However, I feel I must strenuously disagree with you that there has been sufficient discussion about this hilt. By your mention of the pudak flower you have with this single word turned this discussion in what I personally deem to be a very useful direction. Simply forget the quality or lack thereof of the hilt and focus on the idea:- we have here a representation of Nawa Sari.

Nawa Sari is frequently encountered in Bali, usually at or near the entrance to a pura (shrine, temple), sometimes near the entrance of buildings, often important buildings, sometimes government offices. In Bali Nawa Sari is regarded as one of the most powerful guardian figures, and this is his function when placed at an entrance:- he guards the entrance.

When he is employed as the hilt of a keris, his function is precisely the same as when he is placed at the entrance of a pura, that is, he guards the keris against the possibility of entry by any evil entity. The keris has the same nature as a shrine, and just as a shrine or pura must be guarded against entry by evil, so must the keris.

Now, where does the pandanus flower fit into all of this?

Well, the pandan or pudak flower was the flower used by Siwa when he was practicing his tapasya. The word "tapasya" is from the Sanscrit, and its meaning is "deep meditation". The word has come into Balinese & Javanese & Indonesian as "tapa", and has the meaning of asceticism. Asceticism is tied to the concept of deep meditation because such meditation in these places is practiced in extreme physical discomfort, even pain.

Because the pudak flower is Siwa's flower used in deep meditation, it is taken to represent Siwa himself, thus Nawa Sari is grasping behind his head a representation of Siwa and the inference is that Nawa Sari is ready to bring forth the power of Siwa against any evil entity that attempts to enter the pura, or the keris, that he is guarding.
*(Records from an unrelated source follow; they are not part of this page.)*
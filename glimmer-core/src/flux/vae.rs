use candle_core::{DType, Device, Module, Result, Tensor};
use candle_nn::VarBuilder;
use candle_transformers::models::flux::autoencoder::{Config, Decoder, Encoder};
use image::DynamicImage;

use crate::image_to_tensor;

/// Flux autoencoder. Encoding yields the posterior mean, never a sample,
/// so the same pixels always give the same latents.
pub(crate) struct Vae {
    encoder: Encoder,
    decoder: Decoder,
    z_channels: usize,
    scale_factor: f64,
    shift_factor: f64,
}

impl Vae {
    pub(crate) fn new(cfg: &Config, vb: VarBuilder) -> Result<Self> {
        Ok(Self {
            encoder: Encoder::new(cfg, vb.pp("encoder"))?,
            decoder: Decoder::new(cfg, vb.pp("decoder"))?,
            z_channels: cfg.z_channels,
            scale_factor: cfg.scale_factor,
            shift_factor: cfg.shift_factor,
        })
    }

    /// Pixels in `[-1, 1]` to scaled latents.
    pub(crate) fn encode(&self, pixels: &Tensor) -> Result<Tensor> {
        // Encoder output stacks mean and log-variance along channels.
        let moments = self.encoder.forward(pixels)?;
        let mean = moments.narrow(1, 0, self.z_channels)?;
        (mean - self.shift_factor)? * self.scale_factor
    }

    pub(crate) fn decode(&self, latents: &Tensor) -> Result<Tensor> {
        let latents = ((latents / self.scale_factor)? + self.shift_factor)?;
        self.decoder.forward(&latents)
    }

    /// Encodes every reference at the given pixel size and averages the
    /// latents.
    pub(crate) fn reference_latents(
        &self,
        images: &[DynamicImage],
        height: usize,
        width: usize,
        device: &Device,
        dtype: DType,
    ) -> anyhow::Result<Tensor> {
        let latents = images
            .iter()
            .map(|img| {
                let pixels = image_to_tensor(img, height, width, device, dtype)?;
                Ok(self.encode(&pixels)?)
            })
            .collect::<anyhow::Result<Vec<_>>>()?;
        Ok(Tensor::cat(&latents, 0)?.mean_keepdim(0)?)
    }
}

#[cfg(test)]
mod tests {
    use image::{Rgb, RgbImage};

    use super::*;

    fn zero_vae() -> Vae {
        let vb = VarBuilder::zeros(DType::F32, &Device::Cpu);
        Vae::new(&Config::schnell(), vb).unwrap()
    }

    fn checker(size: u32) -> DynamicImage {
        DynamicImage::ImageRgb8(RgbImage::from_fn(size, size, |x, y| {
            if (x + y) % 2 == 0 {
                Rgb([255, 255, 255])
            } else {
                Rgb([0, 0, 0])
            }
        }))
    }

    fn values(t: &Tensor) -> Vec<f32> {
        t.flatten_all().unwrap().to_vec1::<f32>().unwrap()
    }

    #[test]
    fn encoding_the_same_reference_is_repeatable() {
        let vae = zero_vae();
        let refs = [checker(16)];
        let first = vae
            .reference_latents(&refs, 16, 16, &Device::Cpu, DType::F32)
            .unwrap();
        let second = vae
            .reference_latents(&refs, 16, 16, &Device::Cpu, DType::F32)
            .unwrap();
        assert_eq!(first.dims(), &[1, 16, 2, 2]);
        assert_eq!(values(&first), values(&second));
    }

    #[test]
    fn several_references_average_into_one_latent() {
        let vae = zero_vae();
        let refs = [checker(16), checker(8), checker(24)];
        let latents = vae
            .reference_latents(&refs, 16, 16, &Device::Cpu, DType::F32)
            .unwrap();
        assert_eq!(latents.dims(), &[1, 16, 2, 2]);

        let single = vae
            .reference_latents(&refs[..1], 16, 16, &Device::Cpu, DType::F32)
            .unwrap();
        // Zero weights map every image to the same latent, so the mean
        // equals any one of them.
        let (a, b) = (values(&latents), values(&single));
        assert!(a.iter().zip(&b).all(|(x, y)| (x - y).abs() < 1e-6));
    }

    #[test]
    fn decode_restores_pixel_resolution() {
        let vae = zero_vae();
        let latents = Tensor::zeros((1, 16, 2, 2), DType::F32, &Device::Cpu).unwrap();
        let pixels = vae.decode(&latents).unwrap();
        assert_eq!(pixels.dims(), &[1, 3, 16, 16]);
    }
}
The name "Nawa Sari" is interesting. In Balinese the word "nawa" means "nine", the word "sari" is situational and has several meanings depending upon the situation, but all these meanings can be understood to have the same essence. The meanings of the word "sari" in Balinese are understood as:- flower, pollen, mother's milk, the best of something, egg yolk, yellow, rice, coins when used in an offering.

Thus, in the context of the name "Nawa Sari", the word "sari" can be understood as "flower", so Nawa Sari : Nine Flowers. Clearly there is a deeper meaning to this name, and I am still working on the "nine", I suspect it is tied to the Balinese Trinity. I've been working on Nawa Sari for around 25 years, but I have not yet been able to get a clear explanation of the "nine" part of his name. This is one of the problems with deities in Bali, they are not regarded in the Mediterranean way, but rather in a distinctly Balinese way --- which we need not go into here.
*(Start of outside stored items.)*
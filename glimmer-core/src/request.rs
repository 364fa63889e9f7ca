use candle_core::Device;
use image::DynamicImage;
use serde::{Deserialize, Serialize};

use crate::{Error, Generator, Result};

/// Which capability a request asks for.
#[derive(Debug, Clone, Copy, PartialEq, Eq, Hash, Serialize, Deserialize)]
#[serde(rename_all = "kebab-case")]
pub enum Mode {
    TextToImage,
    ImageToImage,
}

serde_plain::derive_display_from_serialize!(Mode);

/// Values used for any field a request leaves out.
#[derive(Debug, Clone, Copy, PartialEq)]
pub struct Defaults {
    pub height: usize,
    pub width: usize,
    pub num_inference_steps: usize,
    pub guidance_scale: f64,
    pub seed: i64,
}

impl Mode {
    /// Geometry defaults differ per mode to match each mode's usual aspect
    /// ratio; everything else is shared.
    pub const fn defaults(self) -> Defaults {
        let (height, width) = match self {
            Mode::TextToImage => (32 * 32, 36 * 32),
            Mode::ImageToImage => (33 * 32, 32 * 32),
        };
        Defaults {
            height,
            width,
            num_inference_steps: 50,
            guidance_scale: 1.5,
            seed: 42,
        }
    }
}

/// Scalar fields as they arrive on the wire. Signed so that non-positive
/// values reach validation instead of failing deserialization.
#[derive(Deserialize, Serialize, Debug, Clone, Default, PartialEq)]
pub struct GenerationParams {
    pub prompt: String,
    #[serde(default)]
    pub height: Option<i64>,
    #[serde(default)]
    pub width: Option<i64>,
    #[serde(default)]
    pub num_inference_steps: Option<i64>,
    #[serde(default)]
    pub guidance_scale: Option<f64>,
    #[serde(default)]
    pub seed: Option<i64>,
}

impl GenerationParams {
    pub fn new(prompt: impl Into<String>) -> Self {
        Self {
            prompt: prompt.into(),
            ..Default::default()
        }
    }
}

#[derive(Debug, Clone)]
pub enum GenerationRequest {
    TextToImage(GenerationParams),
    ImageToImage {
        params: GenerationParams,
        reference_images: Vec<DynamicImage>,
    },
}

/// Fully resolved, model-ready call description.
#[derive(Debug, Clone)]
pub struct Invocation {
    pub prompt: String,
    /// Empty for text-to-image.
    pub reference_images: Vec<DynamicImage>,
    pub height: usize,
    pub width: usize,
    pub num_inference_steps: usize,
    pub guidance_scale: f64,
    /// `None` means the model's own randomness is used.
    pub generator: Option<Generator>,
}

impl Invocation {
    pub fn mode(&self) -> Mode {
        if self.reference_images.is_empty() {
            Mode::TextToImage
        } else {
            Mode::ImageToImage
        }
    }

    pub fn seed(&self) -> Option<u64> {
        self.generator.as_ref().map(Generator::seed)
    }
}

impl GenerationRequest {
    pub fn mode(&self) -> Mode {
        match self {
            GenerationRequest::TextToImage(_) => Mode::TextToImage,
            GenerationRequest::ImageToImage { .. } => Mode::ImageToImage,
        }
    }

    pub fn params(&self) -> &GenerationParams {
        match self {
            GenerationRequest::TextToImage(params) => params,
            GenerationRequest::ImageToImage { params, .. } => params,
        }
    }

    /// Validate the request, fill in defaults and derive the generator.
    ///
    /// Numeric fields are only required to be positive. Anything the model
    /// cannot handle is left for the model to reject.
    pub fn resolve(self, device: &Device) -> Result<Invocation> {
        let defaults = self.mode().defaults();
        let (params, reference_images) = match self {
            GenerationRequest::TextToImage(params) => (params, Vec::new()),
            GenerationRequest::ImageToImage {
                params,
                reference_images,
            } => {
                if reference_images.is_empty() {
                    return Err(Error::validation("Please upload at least one image"));
                }
                (params, reference_images)
            }
        };

        if params.prompt.trim().is_empty() {
            return Err(Error::validation("Please enter a prompt"));
        }

        let height = positive("height", params.height, defaults.height)?;
        let width = positive("width", params.width, defaults.width)?;
        let num_inference_steps = positive(
            "num_inference_steps",
            params.num_inference_steps,
            defaults.num_inference_steps,
        )?;

        let guidance_scale = params.guidance_scale.unwrap_or(defaults.guidance_scale);
        if !(guidance_scale > 0.0 && guidance_scale.is_finite()) {
            return Err(Error::validation(format!(
                "guidance_scale must be a positive number, got {guidance_scale}"
            )));
        }

        let seed = params.seed.unwrap_or(defaults.seed);
        let generator = u64::try_from(seed)
            .ok()
            .map(|seed| Generator::new(seed, device));

        Ok(Invocation {
            prompt: params.prompt,
            reference_images,
            height,
            width,
            num_inference_steps,
            guidance_scale,
            generator,
        })
    }
}

fn positive(field: &str, value: Option<i64>, default: usize) -> Result<usize> {
    match value {
        None => Ok(default),
        Some(v) => usize::try_from(v)
            .ok()
            .filter(|v| *v > 0)
            .ok_or_else(|| Error::validation(format!("{field} must be a positive integer, got {v}"))),
    }
}
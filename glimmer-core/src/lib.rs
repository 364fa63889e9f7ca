#[cfg(feature = "accelerate")]
extern crate accelerate_src;
#[cfg(feature = "mkl")]
extern crate intel_mkl_src;

pub mod codec;
pub mod device_map;
pub mod error;
pub mod generator;
pub mod handle;
pub mod loader;
mod loader_factory;
pub mod request;
mod util;

mod flux;

pub use candle_core::Device;
pub use codec::*;
pub use device_map::*;
pub use error::{Error, Result};
pub use flux::{FluxLoader, FluxVariant};
pub use generator::Generator;
pub use handle::ModelHandle;
use image::DynamicImage;
pub use loader::*;
pub use loader_factory::*;
pub use request::*;
pub use util::select_best_device;
pub(crate) use util::*;

/// The generative capability behind the service.
///
/// Implementations produce exactly one image per call. They only need to be
/// `Send`; [`ModelHandle`] guarantees exclusive access.
pub trait ImageModel: Send {
    fn generate(&mut self, invocation: Invocation) -> anyhow::Result<DynamicImage>;
}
The two images below show a somewhat sharper image of Elsquibble's Nawa Sari, and an image of Nawa Sari showing very clearly what his pudak flower should look like. This carving of Nawa Sari is situated at the entrance to a pura in Ubud, Bali.

I said I was not going to comment on the quality of the hilt under discussion, but I will say this:- in the hilt under discussion the character of the deity represented is perfectly clear, it is Nawa Sari, and it cannot be understood as anything other than Nawa Sari. If this is clear to people here, would it not also be perfectly clear to any evil entity?

Jean, I probably owe you an apology, I phrased my query on the pudak in a way that I thought would draw you out. I apologise if my wording was unsettling.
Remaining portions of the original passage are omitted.